The goal of fecalcanuga is to provide data representing 5 months of field work from April - June 2023 in Southern Coastal BC (Canada) and in Kampala (Uganda) from January - February 2024 where household and commercial non-sewered containment data was collected, characterizing demographic, technical, environmental, physical, chemical and biological data for 22 non-sewered sanitation sites in Southern Coastal British Columbia, Canada and 19 sites in Kampala, Uganda.
Installation
You can install the development version of fecalcanuga from GitHub with:
# install.packages("devtools")
devtools::install_github("openwashdata/fecalcanuga")

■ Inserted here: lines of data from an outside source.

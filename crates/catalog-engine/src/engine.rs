//! The browsing engine for one listing.
//!
//! Owns the collection store and every piece of view state (search text,
//! facet selection, expansion flags, page). Derived data is rebuilt from
//! scratch whenever an input it depends on changes:
//!
//! | Change                         | Facet index | Filtered set | Page        |
//! |--------------------------------|-------------|--------------|-------------|
//! | load / refresh                 | rebuilt     | recomputed   | clamped     |
//! | field update                   | if facet    | recomputed   | clamped     |
//! | search commit / clear          | -           | recomputed   | reset to 1  |
//! | facet change                   | -           | recomputed   | reset to 1  |
//! | view mode change               | -           | -            | reset to 1  |
//! | partition toggles              | -           | -            | -           |

use std::time::Instant;

use catalog_model::{FacetSelection, FieldValue, ListingSchema, Record, RecordId};
use serde::{Deserialize, Serialize};
use tracing::{debug, info};

use crate::debounce::{CommitTicket, SearchDebouncer};
use crate::error::{CatalogError, Result};
use crate::facets::FacetIndex;
use crate::filter::{self, FilteredSet};
use crate::pagination::{DEFAULT_PAGE_WINDOW, Paginator};
use crate::partition::{self, PartitionExpansion};
use crate::store::CollectionStore;
use crate::view::{BrowseView, PartitionView, ViewBody, ViewStatus};

/// How filtered records are laid out.
#[derive(Debug, Clone, Copy, Default, PartialEq, Eq, Serialize, Deserialize)]
#[serde(rename_all = "snake_case")]
pub enum ViewMode {
    /// One page at a time.
    #[default]
    Flat,
    /// All records, split into partitions; paging is bypassed.
    Grouped,
}

#[derive(Debug, Clone, Copy, PartialEq, Eq)]
enum LoadState {
    Loading,
    Loaded,
}

/// Faceted browsing state machine for a single listing.
#[derive(Debug, Clone)]
pub struct BrowseEngine {
    schema: ListingSchema,
    store: CollectionStore,
    facet_index: FacetIndex,
    search: SearchDebouncer,
    selection: FacetSelection,
    expansion: PartitionExpansion,
    paginator: Paginator,
    mode: ViewMode,
    load: LoadState,
    page_window: usize,
    filtered: FilteredSet,
}

impl BrowseEngine {
    /// Mount a listing. The engine starts in the loading state; grouped
    /// listings start in grouped mode.
    pub fn new(schema: ListingSchema) -> Result<Self> {
        schema.validate()?;
        let mode = if schema.is_partitioned() {
            ViewMode::Grouped
        } else {
            ViewMode::Flat
        };
        Ok(Self {
            search: SearchDebouncer::new(schema.debounce),
            paginator: Paginator::new(schema.page_size),
            store: CollectionStore::new(),
            facet_index: FacetIndex::build(&[], &schema),
            selection: FacetSelection::new(),
            expansion: PartitionExpansion::new(),
            mode,
            load: LoadState::Loading,
            page_window: DEFAULT_PAGE_WINDOW,
            filtered: FilteredSet::default(),
            schema,
        })
    }

    /// Mount a listing with records already at hand.
    pub fn with_records(schema: ListingSchema, records: Vec<Record>) -> Result<Self> {
        let mut engine = Self::new(schema)?;
        engine.finish_load(records);
        Ok(engine)
    }

    #[must_use]
    pub fn with_page_window(mut self, max_buttons: usize) -> Self {
        self.page_window = max_buttons;
        self
    }

    pub fn schema(&self) -> &ListingSchema {
        &self.schema
    }

    pub fn store(&self) -> &CollectionStore {
        &self.store
    }

    pub fn facet_index(&self) -> &FacetIndex {
        &self.facet_index
    }

    pub fn selection(&self) -> &FacetSelection {
        &self.selection
    }

    pub fn expansion(&self) -> &PartitionExpansion {
        &self.expansion
    }

    pub fn search(&self) -> &SearchDebouncer {
        &self.search
    }

    pub fn mode(&self) -> ViewMode {
        self.mode
    }

    pub fn is_loading(&self) -> bool {
        self.load == LoadState::Loading
    }

    pub fn current_page(&self) -> usize {
        match self.mode {
            ViewMode::Flat => self.paginator.current_page(),
            ViewMode::Grouped => 1,
        }
    }

    pub fn total_pages(&self) -> usize {
        match self.mode {
            ViewMode::Flat => self.paginator.total_pages(self.filtered.len()),
            ViewMode::Grouped => 1,
        }
    }

    pub fn filtered(&self) -> &FilteredSet {
        &self.filtered
    }

    pub fn filtered_records(&self) -> impl Iterator<Item = &Record> {
        self.filtered.records(self.store.records())
    }

    // ------------------------------------------------------------------
    // Loading
    // ------------------------------------------------------------------

    /// A refresh has started; the view shows the loading state until it
    /// settles.
    pub fn begin_load(&mut self) {
        self.load = LoadState::Loading;
    }

    /// Replace the collection with a fresh snapshot.
    pub fn finish_load(&mut self, records: Vec<Record>) {
        self.store.replace(records);
        self.load = LoadState::Loaded;
        self.rebuild_facets();
        self.recompute(false);
        info!(
            listing = %self.schema.name,
            records = self.store.len(),
            "collection loaded"
        );
    }

    /// The fetch failed: settle into an empty collection.
    pub fn fail_load(&mut self) {
        self.finish_load(Vec::new());
    }

    // ------------------------------------------------------------------
    // Search
    // ------------------------------------------------------------------

    /// Update the raw query and schedule its commit.
    pub fn on_keystroke(&mut self, raw: &str, now: Instant) -> CommitTicket {
        self.search.on_keystroke(raw, now)
    }

    /// Commit the query if its quiet interval has passed.
    pub fn poll(&mut self, now: Instant) -> bool {
        let committed = self.search.poll(now).is_some();
        if committed {
            self.after_commit();
        }
        committed
    }

    /// Commit on behalf of a timer; stale tickets are ignored.
    pub fn commit_ticket(&mut self, ticket: CommitTicket) -> bool {
        let committed = self.search.commit_ticket(ticket).is_some();
        if committed {
            self.after_commit();
        }
        committed
    }

    /// Commit the pending query without waiting.
    pub fn flush_search(&mut self) -> bool {
        let committed = self.search.flush().is_some();
        if committed {
            self.after_commit();
        }
        committed
    }

    /// Empty the search box immediately.
    pub fn on_clear(&mut self) {
        self.search.clear();
        self.recompute(true);
    }

    fn after_commit(&mut self) {
        debug!(query = self.search.committed(), "search committed");
        self.recompute(true);
    }

    // ------------------------------------------------------------------
    // Facets
    // ------------------------------------------------------------------

    /// Select a facet value, or unset the facet with `None`.
    pub fn select_facet(&mut self, facet: &str, value: Option<FieldValue>) -> Result<bool> {
        if self.schema.facet(facet).is_none() {
            return Err(CatalogError::UnknownFacet(facet.to_string()));
        }
        let changed = self.selection.set(facet, value);
        if changed {
            self.recompute(true);
        }
        Ok(changed)
    }

    pub fn clear_facet(&mut self, facet: &str) -> Result<bool> {
        self.select_facet(facet, None)
    }

    /// Drop the search text and every facet.
    pub fn clear_all(&mut self) {
        self.search.clear();
        self.selection.clear();
        self.recompute(true);
    }

    pub fn has_constraints(&self) -> bool {
        !self.search.raw().is_empty()
            || !self.search.committed().is_empty()
            || !self.selection.is_empty()
    }

    // ------------------------------------------------------------------
    // Grouping
    // ------------------------------------------------------------------

    /// Switch layout. Grouped mode needs a partition field.
    pub fn set_view_mode(&mut self, mode: ViewMode) -> bool {
        if mode == self.mode || (mode == ViewMode::Grouped && !self.schema.is_partitioned()) {
            return false;
        }
        self.mode = mode;
        self.paginator.reset();
        true
    }

    /// Flip one partition; returns its new state.
    pub fn toggle_partition(&mut self, key: &str) -> bool {
        self.expansion.toggle(key)
    }

    /// Collapse or expand every partition currently shown.
    pub fn toggle_all(&mut self) -> Option<bool> {
        let field = self.schema.partition_field.as_deref()?;
        let groups = partition::group(self.store.records(), &self.filtered, field);
        if groups.is_empty() {
            return None;
        }
        Some(
            self.expansion
                .toggle_all(groups.iter().map(|g| g.key.as_str())),
        )
    }

    // ------------------------------------------------------------------
    // Paging
    // ------------------------------------------------------------------

    pub fn next_page(&mut self) -> bool {
        self.mode == ViewMode::Flat && self.paginator.next(self.filtered.len())
    }

    pub fn prev_page(&mut self) -> bool {
        self.mode == ViewMode::Flat && self.paginator.prev(self.filtered.len())
    }

    pub fn go_to_page(&mut self, page: usize) -> bool {
        self.mode == ViewMode::Flat && self.paginator.go_to(page, self.filtered.len())
    }

    // ------------------------------------------------------------------
    // Mutations
    // ------------------------------------------------------------------

    /// Optimistically add one to a counter field; returns the new value.
    pub fn increment_field(&mut self, id: &RecordId, field: &str) -> Result<i64> {
        let value = self.store.increment(id, field)?;
        self.after_mutation(field);
        Ok(value)
    }

    /// Optimistically overwrite one field.
    pub fn set_field(&mut self, id: &RecordId, field: &str, value: FieldValue) -> Result<()> {
        self.store.set_field(id, field, value)?;
        self.after_mutation(field);
        Ok(())
    }

    fn after_mutation(&mut self, field: &str) {
        if self.schema.facet(field).is_some() {
            self.rebuild_facets();
        }
        self.recompute(false);
    }

    // ------------------------------------------------------------------
    // Derivation
    // ------------------------------------------------------------------

    fn rebuild_facets(&mut self) {
        self.facet_index = FacetIndex::build(self.store.records(), &self.schema);
    }

    fn recompute(&mut self, reset_page: bool) {
        self.filtered = filter::compute(
            self.store.records(),
            &self.schema,
            self.search.committed(),
            &self.selection,
        );
        if reset_page {
            self.paginator.reset();
        }
        self.paginator.clamp(self.filtered.len());
        debug!(
            listing = %self.schema.name,
            filtered = self.filtered.len(),
            page = self.paginator.current_page(),
            "filtered set recomputed"
        );
    }

    /// Snapshot for rendering.
    pub fn view(&self) -> BrowseView<'_> {
        let records = self.store.records();
        let status = if self.is_loading() {
            ViewStatus::Loading
        } else if self.store.is_empty() {
            ViewStatus::NoData
        } else if self.filtered.is_empty() {
            ViewStatus::NoMatches
        } else {
            ViewStatus::Ready
        };

        let body = match (self.mode, self.schema.partition_field.as_deref()) {
            (ViewMode::Grouped, Some(field)) if !self.is_loading() => {
                let groups = partition::group(records, &self.filtered, field);
                let partitions = groups
                    .into_iter()
                    .map(|group| {
                        let expanded = self.expansion.is_expanded(&group.key);
                        PartitionView {
                            key: group.key,
                            expanded,
                            count: group.indices.len(),
                            records: if expanded {
                                group.indices.iter().map(|&i| &records[i]).collect()
                            } else {
                                Vec::new()
                            },
                        }
                    })
                    .collect();
                ViewBody::Grouped { partitions }
            }
            _ if self.is_loading() => ViewBody::Flat {
                records: Vec::new(),
            },
            _ => {
                let page = self.paginator.paginate(self.filtered.indices());
                ViewBody::Flat {
                    records: page.iter().map(|&i| &records[i]).collect(),
                }
            }
        };

        // While loading, the previous snapshot's counts are not shown.
        let (total_filtered, current_page, total_pages, page_buttons) = if self.is_loading() {
            (0, 1, 1, Vec::new())
        } else {
            let page_buttons = match self.mode {
                ViewMode::Flat => self.paginator.window(self.filtered.len(), self.page_window),
                ViewMode::Grouped => Vec::new(),
            };
            (
                self.filtered.len(),
                self.current_page(),
                self.total_pages(),
                page_buttons,
            )
        };

        BrowseView {
            listing: &self.schema.name,
            status,
            body,
            total_filtered,
            current_page,
            total_pages,
            page_buttons,
            facets: self.facet_index.facets(),
            raw_query: self.search.raw(),
            committed_query: self.search.committed(),
            has_constraints: self.has_constraints(),
        }
    }
}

## Run the following code in console if you don't have the packages
## install.packages(c("dplyr", "knitr", "readr", "stringr", "gt", "kableExtra"))
library(dplyr)
library(knitr)
library(readr)
library(stringr)
library(gt)
library(kableExtra)Alternatively, you can download the individual datasets as a CSV file from the table below.
| dataset | CSV |
|---|---|
| containment | Download CSV |
| household_survey | Download CSV |
| phys_chem_parameter | Download CSV |
Data
The package provides access to 3 datasets: containment, household_survey, and phys_chem_parameter.
containment
The dataset containment contains data about the technical data (containment size, volume, fecal sludge depth, etc.) for each non-sewered sanitation system containment that was sampled as a part of this field work. It has 41 observations and 10 variables
containment |>
head(3) |>
gt::gt() |>
gt::as_raw_html()| sample_id | location_id | date | area | sludge_depth | containment_depth | containment_volume | fs_volume | accumulation_rate | scum_depth |
|---|---|---|---|---|---|---|---|---|---|
For an overview of the variable names, see the following table.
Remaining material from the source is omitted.